_DATA FOR THIS EXERCISE_.
..............................
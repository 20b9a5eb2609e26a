//! Tree nodes and the persisted tree shape.
//!
//! Nodes never embed their children. A [`ChildrenIndex`] maps every node key
//! to its ordered child list instead, which keeps each node small enough to
//! ship one level at a time to a browsing client.

use std::collections::BTreeMap;

use serde::{Deserialize, Serialize};

use crate::diff::DiffStatus;

/// A node in the diff tree.
///
/// Field names serialize in camelCase, the shape browsing clients consume.
#[derive(Clone, Debug, PartialEq, Eq, Serialize, Deserialize)]
#[serde(rename_all = "camelCase")]
pub struct Node {
    pub key: String,
    pub title: String,
    pub is_leaf: bool,
    pub is_directory: bool,
    pub status: DiffStatus,
    pub lines_added: usize,
    pub lines_removed: usize,
    /// Non-directory descendants, counted recursively.
    pub num_children: usize,
    /// Non-directory direct children.
    pub num_direct_children: usize,
}

/// Ordered root-level nodes. Normally holds a single root per entity space.
pub type Forest = Vec<Node>;

/// Node key to its children, each list in ascending key order.
pub type ChildrenIndex = BTreeMap<String, Vec<Node>>;

/// A built tree: the forest plus its children index.
#[derive(Clone, Debug, Default, PartialEq, Eq, Serialize, Deserialize)]
pub struct TreeIndex {
    pub forest: Forest,
    pub children: ChildrenIndex,
}

impl TreeIndex {
    pub fn new(forest: Forest, children: ChildrenIndex) -> Self {
        Self { forest, children }
    }

    /// Returns `true` if the tree has no nodes.
    pub fn is_empty(&self) -> bool {
        self.forest.is_empty()
    }

    /// The children of `key`, or an empty slice for unknown keys.
    pub fn children_of(&self, key: &str) -> &[Node] {
        self.children.get(key).map(Vec::as_slice).unwrap_or(&[])
    }

    /// Total number of nodes reachable from the forest.
    pub fn len(&self) -> usize {
        self.forest.len() + self.children.values().map(Vec::len).sum::<usize>()
    }

    /// Look up a node by key, searching roots then every child list.
    pub fn find(&self, key: &str) -> Option<&Node> {
        self.forest
            .iter()
            .chain(self.children.values().flatten())
            .find(|node| node.key == key)
    }
}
..............................
_WHAT THE EXERCISE ASKS_. The full listing is to be copied verbatim.

_TASK ANSWER_.
repository 20b9a5eb2609e26a
//! Tree nodes and the persisted tree shape.
//!
//! Nodes never embed their children. A [`ChildrenIndex`] maps every node key
//! to its ordered child list instead, which keeps each node small enough to
//! ship one level at a time to a browsing client.

use std::collections::BTreeMap;

use serde::{Deserialize, Serialize};

use crate::diff::DiffStatus;

/// A node in the diff tree.
///
/// Field names serialize in camelCase, the shape browsing clients consume.
#[derive(Clone, Debug, PartialEq, Eq, Serialize, Deserialize)]
#[serde(rename_all = "camelCase")]
pub struct Node {
    pub key: String,
    pub title: String,
    pub is_leaf: bool,
    pub is_directory: bool,
    pub status: DiffStatus,
    pub lines_added: usize,
    pub lines_removed: usize,
    /// Non-directory descendants, counted recursively.
    pub num_children: usize,
    /// Non-directory direct children.
    pub num_direct_children: usize,
}

/// Ordered root-level nodes. Normally holds a single root per entity space.
pub type Forest = Vec<Node>;

/// Node key to its children, each list in ascending key order.
pub type ChildrenIndex = BTreeMap<String, Vec<Node>>;

/// A built tree: the forest plus its children index.
#[derive(Clone, Debug, Default, PartialEq, Eq, Serialize, Deserialize)]
pub struct TreeIndex {
    pub forest: Forest,
    pub children: ChildrenIndex,
}

impl TreeIndex {
    pub fn new(forest: Forest, children: ChildrenIndex) -> Self {
        Self { forest, children }
    }

    /// Returns `true` if the tree has no nodes.
    pub fn is_empty(&self) -> bool {
        self.forest.is_empty()
    }

    /// The children of `key`, or an empty slice for unknown keys.
    pub fn children_of(&self, key: &str) -> &[Node] {
        self.children.get(key).map(Vec::as_slice).unwrap_or(&[])
    }

    /// Total number of nodes reachable from the forest.
    pub fn len(&self) -> usize {
        self.forest.len() + self.children.values().map(Vec::len).sum::<usize>()
    }

    /// Look up a node by key, searching roots then every child list.
    pub fn find(&self, key: &str) -> Option<&Node> {
        self.forest
            .iter()
            .chain(self.children.values().flatten())
            .find(|node| node.key == key)
    }
}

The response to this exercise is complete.